Saved data entries

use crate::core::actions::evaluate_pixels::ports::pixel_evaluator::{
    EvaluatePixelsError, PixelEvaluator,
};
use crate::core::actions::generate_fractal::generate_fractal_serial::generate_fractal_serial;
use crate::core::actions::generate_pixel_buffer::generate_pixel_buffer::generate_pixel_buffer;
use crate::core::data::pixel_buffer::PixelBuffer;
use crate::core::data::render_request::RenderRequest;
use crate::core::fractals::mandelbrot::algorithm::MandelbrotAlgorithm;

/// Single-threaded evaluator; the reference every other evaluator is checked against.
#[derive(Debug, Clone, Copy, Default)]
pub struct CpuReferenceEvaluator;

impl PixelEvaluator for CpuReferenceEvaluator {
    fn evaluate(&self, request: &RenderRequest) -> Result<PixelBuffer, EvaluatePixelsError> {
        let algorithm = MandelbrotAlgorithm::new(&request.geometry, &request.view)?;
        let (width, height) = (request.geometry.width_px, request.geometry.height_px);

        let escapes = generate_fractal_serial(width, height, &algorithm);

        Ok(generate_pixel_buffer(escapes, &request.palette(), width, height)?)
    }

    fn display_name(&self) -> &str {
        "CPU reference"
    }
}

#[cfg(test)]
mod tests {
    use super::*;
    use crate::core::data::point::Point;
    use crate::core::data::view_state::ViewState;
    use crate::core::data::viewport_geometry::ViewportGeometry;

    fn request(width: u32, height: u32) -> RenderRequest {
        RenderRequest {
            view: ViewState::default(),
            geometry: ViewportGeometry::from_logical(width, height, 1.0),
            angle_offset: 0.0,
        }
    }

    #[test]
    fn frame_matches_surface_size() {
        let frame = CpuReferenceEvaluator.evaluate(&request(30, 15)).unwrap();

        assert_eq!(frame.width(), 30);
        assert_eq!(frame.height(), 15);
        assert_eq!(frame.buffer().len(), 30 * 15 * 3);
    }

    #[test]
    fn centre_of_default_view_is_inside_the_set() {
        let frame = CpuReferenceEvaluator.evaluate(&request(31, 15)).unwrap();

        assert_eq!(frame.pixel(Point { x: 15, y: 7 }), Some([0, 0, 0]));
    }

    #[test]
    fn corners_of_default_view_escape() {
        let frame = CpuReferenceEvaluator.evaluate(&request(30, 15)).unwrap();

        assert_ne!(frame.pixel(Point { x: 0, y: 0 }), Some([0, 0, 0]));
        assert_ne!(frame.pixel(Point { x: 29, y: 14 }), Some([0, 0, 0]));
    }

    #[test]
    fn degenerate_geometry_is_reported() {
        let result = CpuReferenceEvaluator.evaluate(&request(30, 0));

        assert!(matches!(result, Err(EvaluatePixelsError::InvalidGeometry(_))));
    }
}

→ Problem details
Select and copy every line from the records that includes the word "MandelbrotAlgorithm".

→ Answer box
use crate::core::fractals::mandelbrot::algorithm::MandelbrotAlgorithm;
        let algorithm = MandelbrotAlgorithm::new(&request.geometry, &request.view)?;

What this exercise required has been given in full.